O professor José Márcio Camargo, PhD em Economia do Trabalho e Microeconomia, acredita que o Brasil pode passar pela crise sem um grande trauma no mercado de trabalho, embora espere alta na taxa de desemprego em meados do primeiro semestre de 2009. A intensidade do corte dos postos irá depender, diz ele, da dosagem do estímulo à demanda pelo governo.

Agência Estado |

É contraditória a queda do desemprego num momento de desaquecimento da economia?

Normalmente, o mercado de trabalho é o último a reagir, tanto em fases de desaquecimento como de aceleração da economia. O que podemos esperar é que, se realmente a economia brasileira esfriar, o que não é para mim totalmente claro ainda, o mercado de trabalho só comece a refletir isso a partir de meados do primeiro semestre.

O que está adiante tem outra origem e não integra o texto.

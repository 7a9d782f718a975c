//! Session configuration.

use serde::{Deserialize, Serialize};

/// Session behaviour at startup.
#[derive(Debug, Clone, Serialize, Deserialize)]
pub struct SessionConfig {
    /// Re-fetch the profile from the server after rehydrating.
    #[serde(default)]
    pub revalidate_on_start: bool,

    /// Endpoint returning the signed-in user's profile.
    #[serde(default = "default_profile_path")]
    pub profile_path: String,
}

fn default_profile_path() -> String {
    "/auth/me".to_string()
}

impl Default for SessionConfig {
    fn default() -> Self {
        Self {
            revalidate_on_start: false,
            profile_path: default_profile_path(),
        }
    }
}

Por que o esfriamento não está totalmente claro?

Porque a economia brasileira está bem e poderá passar razoavelmente bem pela crise internacional, se o governo não tentar crescer mais do que o sustentável. Com uma política fiscal eficiente, a economia brasileira vai reduzir um pouco o crescimento, o que é necessário diante da redução externa. Ou seja, se as exportações vão cair, as importações terão de cair também e para que isso aconteça é necessário uma política cambial adequada e o uso dos juros pelo Banco Central para reduzir o crescimento. Isso se o governo quiser definitivamente controlar a taxa de inflação.

É inevitável uma fase de demissões em massa?

Vai depender do tamanho da contração do crédito. Se a contração de outubro continuar em novembro e dezembro, aí sim haverá redução na geração de empregos, o que levará ao aumento da taxa de desemprego em nível acima do esperado. Mas o crédito está voltando lentamente, ainda que em níveis um pouco menores do que o que vinha acontecendo num passado recente. Por isso, não acredito que tenhamos grandes problemas.

O emprego temporário ajuda a manter a taxa em nível razoável?

Sazonalmente, a taxa de desemprego tende a cair de outubro para novembro, de novembro para dezembro, e aumenta a partir de janeiro, no fim dos contratos temporários. As informações são do jornal O Estado de S.Paulo.